Les comportements de ces jeunes gens, filles et garçons, sont guidés par une recherche de liberté, par la volonté décrire une histoire à la première personne.Des jeunes filles du Nord, plutôt musulmanes, sont descendues à la capitale pour échapper à la guerre et aux violences familiales.Dans la commune de Marcory, le cabaret séduit une clientèle arabe en quête de prostituées «blanches».Par contre, les gars exercent un droit de cuissage, sans capotes, et tombent sur les go pour de largent ou une paire de Nike.Elle fixe les prix, trouve les clients.Comme tous les soirs, cette femme de poigne passe la première partie de soirée à LOriental, un restaurant marocain quelle possède également, non loin de là, et géré par son frère cadet, «Monsieur Mohammed» alias «Simou».Léclairage est tamisé, la musique assourdissante.«Moi, jai pas à faire à quelquun «je ne demande rien» : ce sont leurs mots.

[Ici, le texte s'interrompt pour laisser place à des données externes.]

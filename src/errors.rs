use thiserror::Error;

use crate::types::{DocumentId, StoreKind};

/// Error taxonomy for the reconciliation engine and scheduler.
///
/// Per-key delete failures inside a batch are deliberately NOT part of this
/// enum; they are data, reported in `CleanupResult.errors`, so a batch can
/// finish partially instead of failing fast.
#[derive(Error, Debug)]
pub enum AdminError {
    #[error("maintenance lock held by '{holder}', rejected '{operation}'")]
    Busy { operation: String, holder: String },

    #[error("{store} store unavailable: {message}")]
    StoreUnavailable { store: StoreKind, message: String },

    #[error("no {store} record for '{id}'")]
    NotFound { store: StoreKind, id: DocumentId },

    #[error("audit log unavailable: {message}")]
    AuditUnavailable { message: String },

    #[error("invalid configuration: {message}")]
    Configuration { message: String },
}

impl AdminError {
    pub fn store_unavailable(store: StoreKind, source: impl std::fmt::Display) -> Self {
        AdminError::StoreUnavailable {
            store,
            message: source.to_string(),
        }
    }

    pub fn audit_unavailable(source: impl std::fmt::Display) -> Self {
        AdminError::AuditUnavailable {
            message: source.to_string(),
        }
    }

    /// Message suitable for display in the admin dashboard
    pub fn user_message(&self) -> String {
        match self {
            AdminError::Busy { operation, .. } => {
                format!(
                    "Another maintenance job is running. '{}' was not started; try again later.",
                    operation
                )
            }
            AdminError::StoreUnavailable { store, .. } => {
                format!("The {} store did not respond. Check that it is running.", store)
            }
            AdminError::NotFound { store, id } => {
                format!("No {} record exists for '{}'.", store, id)
            }
            AdminError::AuditUnavailable { .. } => {
                "The deletion log could not be read or written.".to_string()
            }
            AdminError::Configuration { message } => {
                format!("Configuration problem: {}", message)
            }
        }
    }

    /// True when the caller should simply retry later
    pub fn is_busy(&self) -> bool {
        matches!(self, AdminError::Busy { .. })
    }
}

/// Result type alias for engine and scheduler operations
pub type AdminResult<T> = Result<T, AdminError>;
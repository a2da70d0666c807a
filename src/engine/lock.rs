use std::sync::{Arc, Mutex};

use tokio::sync::{OwnedSemaphorePermit, Semaphore};

use crate::errors::{AdminError, AdminResult};

/// Mutual-exclusion guard over maintenance operations.
///
/// Cleanup and reset runs share one critical section: only a single such run
/// may touch the stores at a time. Acquisition never waits; contenders get
/// [`AdminError::Busy`] naming the operation currently holding the lock.
///
/// The lock belongs to an engine instance and is injected at construction,
/// which lets tests stage contention deterministically.
#[derive(Clone)]
pub struct MaintenanceLock {
    permits: Arc<Semaphore>,
    holder: Arc<Mutex<Option<&'static str>>>,
}

impl Default for MaintenanceLock {
    fn default() -> Self {
        Self::new()
    }
}

impl MaintenanceLock {
    pub fn new() -> Self {
        Self {
            permits: Arc::new(Semaphore::new(1)),
            holder: Arc::new(Mutex::new(None)),
        }
    }

    /// Take the lock for the named operation, failing fast when it is held
    pub fn try_acquire(&self, operation: &'static str) -> AdminResult<MaintenanceGuard> {
        match self.permits.clone().try_acquire_owned() {
            Ok(permit) => {
                *self.holder.lock().unwrap() = Some(operation);
                log::debug!("🔒 Maintenance lock acquired by '{}'", operation);
                Ok(MaintenanceGuard {
                    operation,
                    holder: self.holder.clone(),
                    _permit: permit,
                })
            }
            Err(_) => {
                let holder = self.holder.lock().unwrap().unwrap_or("unknown");
                Err(AdminError::Busy {
                    operation: operation.to_string(),
                    holder: holder.to_string(),
                })
            }
        }
    }

    /// Whether some maintenance operation currently holds the lock
    pub fn is_held(&self) -> bool {
        self.permits.available_permits() == 0
    }

    /// Name of the operation holding the lock, if any
    pub fn holder(&self) -> Option<&'static str> {
        *self.holder.lock().unwrap()
    }
}

/// Releases the maintenance lock when dropped
#[derive(Debug)]
pub struct MaintenanceGuard {
    operation: &'static str,
    holder: Arc<Mutex<Option<&'static str>>>,
    _permit: OwnedSemaphorePermit,
}

impl Drop for MaintenanceGuard {
    fn drop(&mut self) {
        *self.holder.lock().unwrap() = None;
        log::debug!("🔓 Maintenance lock released by '{}'", self.operation);
    }
}

#[cfg(test)]
mod tests {
    use super::*;
    use tokio::sync::Barrier;

    #[test]
    fn test_lock_acquire_and_release() {
        let lock = MaintenanceLock::new();
        assert!(!lock.is_held());

        let guard = lock.try_acquire("cleanup_orphaned_vectors");
        assert!(guard.is_ok());
        assert!(lock.is_held());
        assert_eq!(lock.holder(), Some("cleanup_orphaned_vectors"));

        drop(guard);
        assert!(!lock.is_held());
        assert_eq!(lock.holder(), None);

        // Reacquirable after release
        let guard2 = lock.try_acquire("reset_all");
        assert!(guard2.is_ok());
    }

    #[test]
    fn test_double_acquire_fails_with_holder_name() {
        let lock = MaintenanceLock::new();
        let _guard = lock.try_acquire("cleanup_orphaned_vectors").unwrap();

        let second = lock.try_acquire("reset_all");
        assert!(second.is_err());

        match second.unwrap_err() {
            AdminError::Busy { operation, holder } => {
                assert_eq!(operation, "reset_all");
                assert_eq!(holder, "cleanup_orphaned_vectors");
            }
            _ => panic!("Wrong error type"),
        }
    }

    #[test]
    fn test_clones_share_the_lock() {
        let lock = MaintenanceLock::new();
        let clone = lock.clone();

        let _guard = lock.try_acquire("cleanup_expired_cache").unwrap();
        assert!(clone.is_held());
        assert!(clone.try_acquire("reset_all").is_err());
    }

    #[tokio::test]
    async fn test_concurrent_acquire_has_one_winner() {
        let lock = MaintenanceLock::new();
        let barrier = Arc::new(Barrier::new(10));

        let handles: Vec<_> = (0..10)
            .map(|_| {
                let lock = lock.clone();
                let barrier = barrier.clone();
                tokio::spawn(async move {
                    barrier.wait().await;
                    // Winning guards stay alive until every task has tried
                    lock.try_acquire("cleanup_orphaned_vectors").ok()
                })
            })
            .collect();

        // Keep every returned guard alive until all tasks have been counted
        let mut results = Vec::new();
        for handle in handles {
            results.push(handle.await.unwrap());
        }
        let winners = results.iter().filter(|guard| guard.is_some()).count();
        assert_eq!(winners, 1);
    }
}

Alors que ses concurrents se dirigent vers le Golfe, Souad décide de sinstaller à Abidjan.
Après lâge de 25 ans, on ne les voit plus.

Trois ans plus tard, début 2013, je suis retournée à Abidjan où jai retrouvé vingt filles que je voulais aider grâce à des dons recueillis au moment de lexposition.
Cette même maquerelle leur prend aussi 50 de chacune de leurs passes.